A Whale of a Tale for Offshore Wind Power
Ocean biodiversity is at risk from ocean acidification, rising water temperatures and sea-level rise caused by carbon pollution and climate change. The offshore wind power generation needed to reduce the carbon pollution threatening the ocean and beyond is finally upon us.
With the long-awaited arrival of this massive source of clean energy comes the obligation to do it correctly for wildlife. That’s why we’re thrilled today to have reached a landmark agreement with major offshore wind industry leaders and marine conservation organizations to protect the critically-endangered North Atlantic right whale—helping to ensure wind power can both stem the impacts of climate change and minimize its own impacts on marine wildlife.
Right Whales in Jeopardy
Scientists estimate that less than 500 North Atlantic right whales are currently roaming our Atlantic shorelines.Pregnant mothers spend the summer up in the Gulf of Maine, and then migrate to give birth off our southern shores. The whales later return north with their calves, through an area off the mid-Atlantic that regulators have identified as having some of the best wind and least additional conflict.
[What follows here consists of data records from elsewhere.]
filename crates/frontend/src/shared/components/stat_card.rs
use leptos::prelude::*;

/// Counter card for the dashboard stats row
#[component]
pub fn StatCard(
    /// Label displayed above the value
    label: String,
    /// Counter value (None = still loading)
    #[prop(into)]
    value: Signal<Option<usize>>,
    /// Accent color: "rose", "sky" or "emerald"
    #[prop(optional, into)]
    accent: MaybeProp<String>,
) -> impl IntoView {
    let accent_class = move || match accent.get().as_deref().unwrap_or("rose") {
        "sky" => "stat-card__value stat-card__value--sky",
        "emerald" => "stat-card__value stat-card__value--emerald",
        _ => "stat-card__value stat-card__value--rose",
    };

    let formatted = move || match value.get() {
        Some(v) => v.to_string(),
        None => "—".to_string(),
    };

    view! {
        <div class="stat-card">
            <div class="stat-card__label">{label}</div>
            <div class=accent_class>{formatted}</div>
        </div>
    }
}
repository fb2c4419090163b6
pub mod footer;
pub mod hero;
pub mod navbar;
pub mod page;
pub mod services;
pub mod whatsapp;

pub use page::PublicSite;
pub mod dashboard;

pub use dashboard::StaffDashboard;
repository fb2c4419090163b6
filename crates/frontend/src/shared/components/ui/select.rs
use crate::shared::icons::icon;
use leptos::prelude::*;

/// Select component with label support
#[component]
pub fn Select(
    /// Label text (optional)
    #[prop(optional, into)]
    label: MaybeProp<String>,
    /// Current value
    #[prop(into)]
    value: Signal<String>,
    /// Change event handler
    #[prop(optional)]
    on_change: Option<Callback<String>>,
    /// Options: Vec of (value, label) tuples
    #[prop(into)]
    options: Signal<Vec<(String, String)>>,
    /// ID for the select element
    #[prop(optional, into)]
    id: MaybeProp<String>,
    /// Additional CSS classes
    #[prop(optional, into)]
    class: MaybeProp<String>,
) -> impl IntoView {
    let select_id = move || id.get().unwrap_or_default();
    let additional_class = move || class.get().unwrap_or_default();

    view! {
        <div class="form__group">
            {move || label.get().map(|l| view! {
                <label class="form__label" for=select_id>
                    {l}
                </label>
            })}
            <div class="form__select-wrap">
                <select
                    id=select_id
                    class=move || format!("form__select {}", additional_class())
                    on:change=move |ev| {
                        if let Some(handler) = on_change {
                            handler.run(event_target_value(&ev));
                        }
                    }
                >
                    <For
                        each=move || options.get()
                        key=|(val, _)| val.clone()
                        children=move |(val, label)| {
                            let val_clone = val.clone();
                            let is_selected = move || value.get() == val_clone;
                            view! {
                                <option value=val selected=is_selected>
                                    {label}
                                </option>
                            }
                        }
                    />
                </select>
                <span class="form__select-chevron">{icon("chevron-down")}</span>
            </div>
        </div>
    }
}
pub mod button;
pub mod input;
pub mod select;
pub mod textarea;

pub use button::Button;
pub use input::Input;
pub use select::Select;
pub use textarea::Textarea;
pub mod booking;
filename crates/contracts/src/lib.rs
//! Shared contracts between backend and frontend.
//!
//! Everything that crosses the wire lives here: aggregates, request/response
//! DTOs, enums. Both crates depend on this one, nothing here depends on them.

pub mod dashboards;
pub mod domain;
pub mod enums;
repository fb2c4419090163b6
pub mod aggregate;

pub use aggregate::Doctor;
pub mod overview;
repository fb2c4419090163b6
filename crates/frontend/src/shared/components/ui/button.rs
use leptos::prelude::*;

/// Button component with variants (primary, secondary, danger, outline)
#[component]
pub fn Button(
    /// Button variant: "primary" (default), "secondary", "danger" or "outline"
    #[prop(optional, into)]
    variant: MaybeProp<String>,
    /// Stretch the button to the full width of its container
    #[prop(optional, into)]
    full_width: MaybeProp<bool>,
    /// Additional CSS classes
    #[prop(optional, into)]
    class: MaybeProp<String>,
    /// Button type attribute
    #[prop(optional, into)]
    button_type: MaybeProp<String>,
    /// Disabled state (reactive)
    #[prop(optional, into)]
    disabled: MaybeProp<bool>,
    /// Click event handler
    #[prop(optional)]
    on_click: Option<Callback<leptos::ev::MouseEvent>>,
    /// Button children (content)
    children: Children,
) -> impl IntoView {
    let variant_class = move || match variant.get().as_deref().unwrap_or("primary") {
        "secondary" => "button--secondary",
        "danger" => "button--danger",
        "outline" => "button--outline",
        _ => "button--primary",
    };

    let width_class = move || {
        if full_width.get().unwrap_or(false) {
            "button--full"
        } else {
            ""
        }
    };

    let additional_class = move || class.get().unwrap_or_default();
    let btn_type = move || button_type.get().unwrap_or_else(|| "button".to_string());

    view! {
        <button
            type=btn_type
            class=move || format!("button {} {} {}", variant_class(), width_class(), additional_class())
            disabled=move || disabled.get().unwrap_or(false)
            on:click=move |ev| {
                if let Some(handler) = on_click {
                    handler.run(ev);
                }
            }
        >
            {children()}
        </button>
    }
}
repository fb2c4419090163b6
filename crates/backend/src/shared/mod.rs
pub mod config;
pub mod format;
pub mod state;
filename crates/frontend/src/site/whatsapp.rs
use crate::shared::icons::icon;
use leptos::prelude::*;

/// Floating WhatsApp link, visible on every public page section
#[component]
pub fn WhatsappButton() -> impl IntoView {
    view! {
        <a
            href="https://wa.me/212770077340"
            target="_blank"
            rel="noreferrer"
            class="whatsapp-float"
        >
            {icon("whatsapp")}
            <span class="whatsapp-float__label">"تواصلي معنا"</span>
        </a>
    }
}
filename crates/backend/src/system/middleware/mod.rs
pub mod request_logger;
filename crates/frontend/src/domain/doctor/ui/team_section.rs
use crate::shared::components::ui::Button;
use contracts::domain::doctor::Doctor;
use leptos::prelude::*;

/// Doctor cards grid for the public site
#[component]
pub fn TeamSection(#[prop(into)] doctors: Signal<Vec<Doctor>>) -> impl IntoView {
    view! {
        <section id="team" class="team">
            <div class="container">
                <div class="section-head">
                    <h2 class="section-head__title">"فريقنا الطبي"</h2>
                    <p class="section-head__subtitle">"نخبة من الأطباء والمختصين في طب النساء والتوليد."</p>
                </div>

                <div class="team__grid">
                    <For
                        each=move || doctors.get()
                        key=|doc| doc.id.clone()
                        children=move |doc: Doctor| {
                            view! {
                                <div class="team-card">
                                    <div class="team-card__photo">
                                        <img src=doc.image alt=doc.name.clone() />
                                    </div>
                                    <h3 class="team-card__name">{doc.name}</h3>
                                    <p class="team-card__speciality">{doc.speciality}</p>
                                    <Button variant="outline" full_width=true class="team-card__profile">
                                        "عرض الملف الشخصي"
                                    </Button>
                                </div>
                            }
                        }
                    />
                </div>
            </div>
        </section>
    }
}
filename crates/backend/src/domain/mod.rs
pub mod appointment;
pub mod doctor;
pub mod error;

pub use error::DomainError;
use axum::extract::State;
use axum::Json;

use contracts::domain::doctor::Doctor;

use crate::domain::doctor;
use crate::shared::state::AppState;

/// GET /api/doctors
pub async fn list_all(State(state): State<AppState>) -> Json<Vec<Doctor>> {
    Json(doctor::service::list_all(&state.doctors).await)
}
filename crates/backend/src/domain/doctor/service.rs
use super::repository::DoctorDirectory;
use contracts::domain::doctor::Doctor;

pub async fn list_all(directory: &DoctorDirectory) -> Vec<Doctor> {
    directory.list_all()
}
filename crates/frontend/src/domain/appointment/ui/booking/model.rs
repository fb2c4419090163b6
use crate::shared::api_utils::api_url;
use contracts::domain::appointment::{Appointment, BookAppointmentRequest};
use gloo_net::http::Request;

/// Submit a booking request; the backend answers with the stored appointment
pub async fn submit_booking(request: &BookAppointmentRequest) -> Result<Appointment, String> {
    let url = api_url("/api/appointments");

    let response = Request::post(&url)
        .json(request)
        .map_err(|e| format!("Request failed: {}", e))?
        .send()
        .await
        .map_err(|e| format!("Request failed: {}", e))?;

    if !response.ok() {
        return Err(format!("HTTP error: {}", response.status()));
    }

    let data: Appointment = response
        .json()
        .await
        .map_err(|e| format!("Failed to parse response: {}", e))?;

    Ok(data)
}
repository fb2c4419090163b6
//! URL construction for calls to the backend API.
//!
//! The frontend is served by Trunk on its own port during development, so
//! requests go to the backend host on port 3000 rather than to a relative
//! path.

/// Base URL of the backend, derived from the current window location.
/// Keeps the page's protocol and hostname and swaps in the backend port.
/// Returns an empty string outside a browser context.
pub fn api_base() -> String {
    let Some(window) = web_sys::window() else {
        return String::new();
    };
    let location = window.location();
    let protocol = location.protocol().unwrap_or_else(|_| "http:".to_string());
    let hostname = location
        .hostname()
        .unwrap_or_else(|_| "127.0.0.1".to_string());
    format!("{}//{}:3000", protocol, hostname)
}

/// Prefix `path` (which should start with `/api/`) with [`api_base`].
pub fn api_url(path: &str) -> String {
    let mut url = api_base();
    url.push_str(path);
    url
}
use super::model;
use contracts::domain::appointment::BookAppointmentRequest;
use leptos::prelude::*;

/// ViewModel for the public booking form
#[derive(Clone, Copy)]
pub struct BookingViewModel {
    pub form: RwSignal<BookAppointmentRequest>,
    /// True while the thank-you panel replaces the form
    pub submitted: RwSignal<bool>,
    pub error: RwSignal<Option<String>>,
}

impl BookingViewModel {
    pub fn new() -> Self {
        Self {
            form: RwSignal::new(BookAppointmentRequest::default()),
            submitted: RwSignal::new(false),
            error: RwSignal::new(None),
        }
    }

    /// Same presence checks the backend runs. The inputs carry `required`
    /// attributes, so this only catches submits the browser let through;
    /// those are dropped silently. The doctor is preselected and therefore
    /// not checked here either.
    fn form_is_complete(request: &BookAppointmentRequest) -> bool {
        !request.patient_name.trim().is_empty()
            && !request.patient_phone.trim().is_empty()
            && !request.date.trim().is_empty()
    }

    /// Send the booking. On success the confirmation panel shows for five
    /// seconds, then the form comes back empty (the doctor select is
    /// re-preselected by the view).
    pub fn submit_command(&self) -> impl Fn() + '_ {
        move || {
            let this = *self;
            let request = this.form.get();
            if !Self::form_is_complete(&request) {
                return;
            }
            leptos::task::spawn_local(async move {
                match model::submit_booking(&request).await {
                    Ok(_) => {
                        this.error.set(None);
                        this.submitted.set(true);
                        gloo_timers::future::TimeoutFuture::new(5000).await;
                        this.submitted.set(false);
                        this.form.set(BookAppointmentRequest::default());
                    }
                    Err(e) => this.error.set(Some(e)),
                }
            });
        }
    }
}

#[cfg(test)]
mod tests {
    use super::*;

    fn filled_request() -> BookAppointmentRequest {
        BookAppointmentRequest {
            patient_name: "ليلى العلمي".to_string(),
            patient_phone: "0612345678".to_string(),
            doctor_id: "dr-nadia".to_string(),
            date: "2026-09-01T10:00".to_string(),
            reason: None,
        }
    }

    #[test]
    fn test_form_completeness() {
        assert!(BookingViewModel::form_is_complete(&filled_request()));
        assert!(!BookingViewModel::form_is_complete(
            &BookAppointmentRequest::default()
        ));

        let mut blank_phone = filled_request();
        blank_phone.patient_phone = "   ".to_string();
        assert!(!BookingViewModel::form_is_complete(&blank_phone));
    }
}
Right whales are sensitive to underwater noises, and there is concern that the early survey activities of offshore wind developers could disturb migrating whales and divert them off their typical course into areas where they may be more vulnerable to predation from sharks and orcas or collision with ocean vessels. With so few individuals left, scientists have suggested that the loss of even one or two female right whales poses a threat to the population as a whole.
Win-win for Whales & Offshore Wind Energy
We need rapid, responsible wind energy development in the Atlantic that avoids these types of unacceptable impacts. The exciting news is that the leaders in the U.S. offshore wind industry agree.
With colleagues at the Conservation Law Foundation, the Natural Resources Defense Council, New England Aquarium, and companies like Deepwater Wind, I spent the last few months navigating both the science on the right whale and the needs of a new industry. The agreement we reached in this first-of-its-kind collaboration balances the needs of industry, the conservation community and the right whale.
The agreement provides additional protections for the North Atlantic right whale, primarily by reducing or avoiding sound impacts from exploratory activities that developers use to determine where to build wind farms, such as the construction of temporary towers that measure weather conditions and underwater surveys that assess the geology just beneath the ocean floor.
The developers implementing these voluntary measures will have the greatest certainty of avoiding unacceptable impacts, and that in turn will remove barriers to the type of efficient, responsible permitting and development process NWF and ocean advocates can support.
Our sights now turn to New England, an important location for right whale and wind energy, where similar measures could be developed. This is an ongoing venture, so we’ll strive to build support for these measures from more stakeholder and industry voices, and see them ultimately implemented.
I’m proud to work for an organization that seeks innovative collaboration as a tool to achieve conservation victories, and I’m hopeful that today’s agreement is the just the crest of the wave to bring responsible offshore wind power ashore—pun intended.